For binomial distribution:
\[\begin{equation} \begin{split} M_X(t) &= E(e^{tx})\\ &= \sum_{x=0}^{n} e^{tx}\binom{n}{k}p^x(1-p)^{n-x}\\ &= \sum_{x=0}^{n} \binom{n}{k} (e^tp)^x(1-p)^{n-x}\\ &=(e^tp+(1-p))^n \end{split} \end{equation}\]So expected value:
\[\begin{equation} \begin{split} M'(t) &= n[pe^t+(1-p)]^{n-1}pe^t \end{split} \end{equation}\] \[\begin{equation} \begin{split} E(X) &= M'(0)\\ &= np \end{split} \end{equation}\]Variance:
\[\begin{equation} M''(t)= np[e^t(n-1)[pe^t+(1-p)]^{n-2}pe^t+[pe^t+(1-p)]^{n-1}e^t] \end{equation}\] \[\begin{equation} \begin{split} E(X^2) &= M''(0)\\ &= np[1\cdot(n-1)\cdot 1^{n-2}p\cdot 1+[p\cdot 1+(1-p)]^{n-1}\cdot 1]\\ &= n(n-1)p^2+np \end{split} \end{equation}\] \[\begin{equation} \begin{split} Var(X) &= E(X^2)-E(x)^2\\ &= n(n-1)p^2+np-n^2p^2 \\ &= npq \end{split} \end{equation}\]3.Calculate the expected value and variance of the exponential distribution using the moment generating function.
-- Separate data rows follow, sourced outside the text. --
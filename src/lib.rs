//! OpenHue Provider
//!
//! An infrastructure provider that manages Philips Hue rooms and lights
//! through the bridge's local CLIP v2 API.
//!
//! # Overview
//!
//! - **Credential acquisition**: explicit configuration, environment
//!   variables and an optional cache file are merged; a missing bridge
//!   address triggers local-network discovery and a missing API key starts
//!   link-button pairing
//! - **Resources**: `openhue_room` and `openhue_light`
//! - **Data sources**: `openhue_light`
//! - **Functions**: `hextod65`, hex colour to CIE xyY under D65
//! - **ProviderService trait**: the interface a host drives the provider through
//! - **Logging**: structured `tracing` output on stderr
//!
//! # Quick Start
//!
//! ```ignore
//! use openhue_provider::{HueProvider, ProviderService};
//! use serde_json::json;
//!
//! #[tokio::main]
//! async fn main() -> Result<(), Box<dyn std::error::Error>> {
//!     openhue_provider::init_logging();
//!
//!     let provider = HueProvider::new()?;
//!     let diagnostics = provider
//!         .configure(json!({"bridge_ip": "discover", "cache": true}))
//!         .await?;
//!     assert!(diagnostics.is_empty());
//!
//!     let light = provider
//!         .read_data_source("openhue_light", json!({"name": "Desk"}))
//!         .await?;
//!     println!("{}", light);
//!     Ok(())
//! }
//! ```
//!
//! # Configuration
//!
//! | Attribute        | Environment variable  | Cache key            |
//! |------------------|-----------------------|----------------------|
//! | `bridge_ip`      | `HUE_BRIDGE_IP`       | `hue_bridge_ip`      |
//! | `bridge_api_key` | `HUE_BRIDGE_API_KEY`  | `hue_bridge_api_key` |
//!
//! Explicit values win over the environment, which wins over the cache file
//! `~/.openhue-credentials.json` (read and written only when `cache = true`).

#![warn(missing_docs)]
#![warn(clippy::all)]

pub mod auth;
pub mod config;
pub mod data_sources;
pub mod error;
pub mod functions;
pub mod hue;
pub mod logging;
pub mod provider;
pub mod resources;
pub mod schema;
pub mod service;
pub mod testing;
pub mod types;
pub mod validation;

// Re-export main types at crate root
pub use auth::{BridgeCredentials, CredentialAcquirer, CredentialStore};
pub use config::ProviderConfig;
pub use error::{AuthError, ProviderError};
pub use logging::{init_logging, init_logging_with_default, try_init_logging};
pub use provider::HueProvider;
pub use schema::ProviderSchema;
pub use service::ProviderService;
pub use types::{AttributeChange, PlanResult, ProviderMetadata};
pub use validation::{is_valid, validate, validate_result};

// Re-export async_trait for convenience
pub use async_trait::async_trait;

// Re-export commonly used external types
pub use serde_json;
pub use tracing;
\[\begin{equation} \begin{split} M(t) &=E(e^{tx})\\ &= \int_0^\infty \mathrm{e}^{-tx}\lambda {e}^{-\lambda x}\,\mathrm{d}x \\ &= \int_0^\infty \mathrm \lambda{e}^{-(\lambda-t)x}\,\mathrm{d}x \\ &= \frac {\lambda}{\lambda-t} & \quad \text{for } t< \lambda \end{split} \end{equation}\] For expected value: \[\begin{equation} M'(t)= -\lambda (\lambda-t)^-2(-1) = \lambda (\lambda-t)^-2 \end{equation}\] \[\begin{equation} E(X)= M'(0)=\lambda (\lambda)^-2 = \lambda^{-1} \end{equation}\] For variance: \[\begin{equation} M''(t)= -\lambda (-2)(\lambda-t)^-3(-1) =2 \lambda (\lambda-t)^-3 \end{equation}\] \[\begin{equation} E(X^2)= M''(0)=2\lambda (\lambda)^-3 = 2\lambda^{-2} \end{equation}\] \[\begin{equation} Var(X) = E(X^2)-E(x)^2 = 2\lambda^{-2} -\lambda^{-2}=\lambda^{-2} \end{equation}\]